## Source records
******************************
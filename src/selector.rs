//! Index selection for scan ordering
//!
//! Only BTREE keys are ranked. The order is: PRIMARY, then unique keys, then
//! keys without nullable columns, then keys with more columns. Anything still
//! tied keeps its declaration order.

use std::cmp::Ordering;

use crate::error::{Result, TableParserError};
use crate::model::{Key, KeyKind, Table};
use crate::observer::{NoopObserver, ParseObserver};

fn rank(table: &Table, x: &Key, y: &Key) -> Ordering {
    let is_primary = |k: &Key| k.name == Key::PRIMARY;

    // `true` sorts first in each comparison, hence the reversed operands.
    is_primary(y)
        .cmp(&is_primary(x))
        .then_with(|| y.unique.cmp(&x.unique))
        .then_with(|| table.has_nullable_column(x).cmp(&table.has_nullable_column(y)))
        .then_with(|| y.columns.len().cmp(&x.columns.len()))
}

/// BTREE keys of `table`, best first.
pub fn sort_indexes(table: &Table) -> Vec<&Key> {
    sort_indexes_with(table, &NoopObserver)
}

pub fn sort_indexes_with<'a>(table: &'a Table, observer: &dyn ParseObserver) -> Vec<&'a Key> {
    let mut keys: Vec<&Key> = table
        .keys
        .iter()
        .filter(|k| k.kind == KeyKind::BTree)
        .collect();

    // sort_by is stable, ties stay in declaration order
    keys.sort_by(|x, y| rank(table, x, y));

    observer.event(
        "index.sorted",
        &keys.iter().map(|k| k.name.as_str()).collect::<Vec<_>>(),
    );
    keys
}

/// Returns the key to scan with.
///
/// A non-empty `preferred` name is returned as-is when the table has such a
/// key and is an error otherwise; it is never silently replaced. With an empty
/// `preferred` the best ranked BTREE key wins.
pub fn find_best_index<'a>(table: &'a Table, preferred: &str) -> Result<&'a str> {
    find_best_index_with(table, preferred, &NoopObserver)
}

pub fn find_best_index_with<'a>(
    table: &'a Table,
    preferred: &str,
    observer: &dyn ParseObserver,
) -> Result<&'a str> {
    let best = if !preferred.is_empty() {
        table
            .key(preferred)
            .map(|k| k.name.as_str())
            .ok_or_else(|| TableParserError::IndexNotFound {
                name: preferred.to_string(),
                table: table.name.clone(),
            })?
    } else {
        sort_indexes_with(table, observer)
            .into_iter()
            .next()
            .map(|k| k.name.as_str())
            .ok_or_else(|| TableParserError::NoUsableIndex {
                table: table.name.clone(),
            })?
    };

    observer.event("index.best", &best);
    Ok(best)
}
******************************
Copy the lines above that hold the word "KeyKind".

use crate::model::{Key, KeyKind, Table};
        .filter(|k| k.kind == KeyKind::BTree)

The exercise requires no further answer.